Day 4: In the morning, you have breakfast at your motel for $5.50 and hookup to your trailer. Then you make your delivery. The return trip begins here. You call in to see if your dispatcher has a return haul lined up for you. He does. You are to pick up a load of 55 gallon drums of hydrogen peroxide U.S.P. from a chemical manufacturing company in Charleston and deliver it to a drug manufacturer in Philadelphia, PA. You attend the loading of your trailer, then check to see that the shipping papers are properly prepared and head off.

Fill in the Trip Expense Report for 2/10, 2/11, and 2/12. Then total everything up. Your total for everything except fuel should come to $248.15 If it doesn't, double check your work. You should find an error somewhere.

(Completing Daily Cost Reports)

You have just completed an exercise designed to teach you how to record road expenses on a trip-by-trip basis. As we mentioned earlier in this chapter, however, some companies want you to record your expenses and mail them in daily. Most likely, company policy would have you send in your expense report and all receipts no later than 48 hours after leaving the terminal and daily from then on. In such a case, you could hold the expense report and receipts for Day 1 and mail it in with the things for Day 2, or you could mail them in daily anyway. It just depends on company policy.

So in a moment, we'll be teaching you how to record expenses on a daily basis when a company pays expenses. But first, we need to explain a few things about how "company pays all" works. There are two ways things can be handled when a company pays a driver's road expenses. So, before we teach you how to complete a Daily Cost Report, we'll explain these two systems.

Per Diem System:

One way of handling a driver's road expenses is to give a driver a per diem. A driver on a per diem, is given a set amount per day which is supposed to pay any personal road expenses. Your main personal road expenses will of course be food and motels. But if you can save money by eating and sleeping in a sleeper berth, you might be able to save enough money on food and lodging to pay for an occasional night out or laundry expense. But don't get your hopes up. Per diems are usually quite small. If you do use a motel and eat three meals a day in a cafe, you'll be lucky if you don't have to dip into your own pocket before lunch each day.

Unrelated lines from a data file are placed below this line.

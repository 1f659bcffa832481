use clap::{Parser, Subcommand};
use focusgate_core::Config;
use tracing_subscriber::EnvFilter;

mod commands;

#[derive(Parser)]
#[command(name = "focusgate", version, about = "Focus timer and site blocker")]
struct Cli {
    #[command(subcommand)]
    command: Commands,
}

#[derive(Subcommand)]
enum Commands {
    /// Timer control
    Timer {
        #[command(subcommand)]
        action: commands::timer::TimerAction,
    },
    /// Block and allow lists
    Policy {
        #[command(subcommand)]
        action: commands::policy::PolicyAction,
    },
    /// Configuration management
    Config {
        #[command(subcommand)]
        action: commands::config::ConfigAction,
    },
    /// Run the daemon, speaking JSON lines on stdin/stdout
    Run(commands::run::RunArgs),
}

#[tokio::main]
async fn main() {
    let cli = Cli::parse();

    // FOCUSGATE_LOG wins over the configured level.
    let filter = EnvFilter::try_from_env("FOCUSGATE_LOG")
        .unwrap_or_else(|_| EnvFilter::new(Config::load_or_default().log_level));
    tracing_subscriber::fmt()
        .with_env_filter(filter)
        .with_writer(std::io::stderr)
        .init();

    let result = match cli.command {
        Commands::Timer { action } => commands::timer::run(action).await,
        Commands::Policy { action } => commands::policy::run(action).await,
        Commands::Config { action } => commands::config::run(action),
        Commands::Run(args) => commands::run::run(args).await,
    };

    if let Err(e) = result {
        eprintln!("error: {e}");
        std::process::exit(1);
    }
}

We can't stress this point enough. If you plan to live high on the hog, you'd better like eating your paycheck as you go, because you won't be taking much home at the end of each trip.

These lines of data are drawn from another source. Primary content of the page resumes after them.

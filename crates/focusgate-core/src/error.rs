//! Core error types for focusgate-core.
//!
//! This module defines the error hierarchy using thiserror. None of these
//! errors is fatal to the daemon: the coordinator logs them and keeps its
//! in-memory state authoritative.

use std::path::PathBuf;
use thiserror::Error;

use crate::timer::{RunState, TimerAction};

/// Core error type for focusgate-core.
#[derive(Error, Debug)]
pub enum CoreError {
    /// Persistence-related errors
    #[error("Store error: {0}")]
    Store(#[from] StoreError),

    /// Configuration-related errors
    #[error("Configuration error: {0}")]
    Config(#[from] ConfigError),

    /// Validation errors
    #[error("Validation error: {0}")]
    Validation(#[from] ValidationError),

    /// Navigation interceptor errors
    #[error("Interceptor error: {0}")]
    Interceptor(#[from] InterceptorError),

    /// IO errors
    #[error("IO error: {0}")]
    Io(#[from] std::io::Error),

    /// Serialization/deserialization errors
    #[error("JSON error: {0}")]
    Json(#[from] serde_json::Error),
}

/// Errors raised by a [`PersistentStore`](crate::storage::PersistentStore).
#[derive(Error, Debug)]
pub enum StoreError {
    /// Failed to open the backing database
    #[error("Failed to open store at {path}: {source}")]
    OpenFailed {
        path: PathBuf,
        #[source]
        source: rusqlite::Error,
    },

    /// The store could not be reached or refused the operation
    #[error("Store unavailable: {0}")]
    Unavailable(String),

    /// A query against the backing database failed
    #[error("Query failed: {0}")]
    QueryFailed(String),
}

/// Configuration-specific errors.
#[derive(Error, Debug)]
pub enum ConfigError {
    /// Failed to load configuration
    #[error("Failed to load configuration from {path}: {message}")]
    LoadFailed { path: PathBuf, message: String },

    /// Failed to save configuration
    #[error("Failed to save configuration to {path}: {message}")]
    SaveFailed { path: PathBuf, message: String },

    /// Unknown dotted key
    #[error("Unknown configuration key: {0}")]
    UnknownKey(String),

    /// Invalid configuration value
    #[error("Invalid configuration value for '{key}': {message}")]
    InvalidValue { key: String, message: String },

    /// The data directory could not be created
    #[error("Data directory unavailable: {0}")]
    DataDir(String),
}

/// Validation errors.
#[derive(Error, Debug, Clone, PartialEq, Eq)]
pub enum ValidationError {
    /// A duration falls outside the accepted range
    #[error("Invalid duration for '{field}': {value} minutes (expected {min}..={max})")]
    DurationOutOfRange {
        field: &'static str,
        value: u64,
        min: u64,
        max: u64,
    },
}

/// Errors raised while pushing rules to a navigation interceptor.
#[derive(Error, Debug)]
pub enum InterceptorError {
    #[error("Failed to write rules to {path}: {source}")]
    WriteFailed {
        path: PathBuf,
        #[source]
        source: std::io::Error,
    },

    #[error("Failed to encode rules: {0}")]
    Encode(#[from] serde_json::Error),

    #[error("Interceptor rejected rules: {0}")]
    Rejected(String),
}

/// Errors seen by clients talking to a running daemon.
#[derive(Error, Debug, Clone, PartialEq, Eq)]
pub enum DaemonError {
    /// The daemon loop has exited
    #[error("daemon is not running")]
    Stopped,

    /// The daemon dropped the request without replying
    #[error("daemon dropped the request")]
    NoReply,
}

/// A timer command that is not valid from the current run state.
///
/// This is reported back to clients as `{success: false}`, never raised.
#[derive(Error, Debug, Clone, Copy, PartialEq, Eq)]
#[error("cannot {action} while {from}")]
pub struct InvalidTransition {
    pub from: RunState,
    pub action: TimerAction,
}

impl From<rusqlite::Error> for StoreError {
    fn from(err: rusqlite::Error) -> Self {
        match &err {
            rusqlite::Error::SqliteFailure(inner, _msg)
                if inner.code == rusqlite::ErrorCode::DatabaseBusy
                    || inner.code == rusqlite::ErrorCode::DatabaseLocked =>
            {
                StoreError::Unavailable(err.to_string())
            }
            _ => StoreError::QueryFailed(err.to_string()),
        }
    }
}

/// Result type alias for CoreError
pub type Result<T, E = CoreError> = std::result::Result<T, E>;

The per diem does not have anything to do with expenses that are related to the operation of the truck. Nor does it have anything to do with miscellaneous hauling expenses (like permits and tolls). The per diem is to cover driver-related expenses only (mostly food and lodging). Truck- related expenses and miscellaneous hauling expenses are handled the way they are in the reimbursement system. (We'll be discussing that system in a moment.)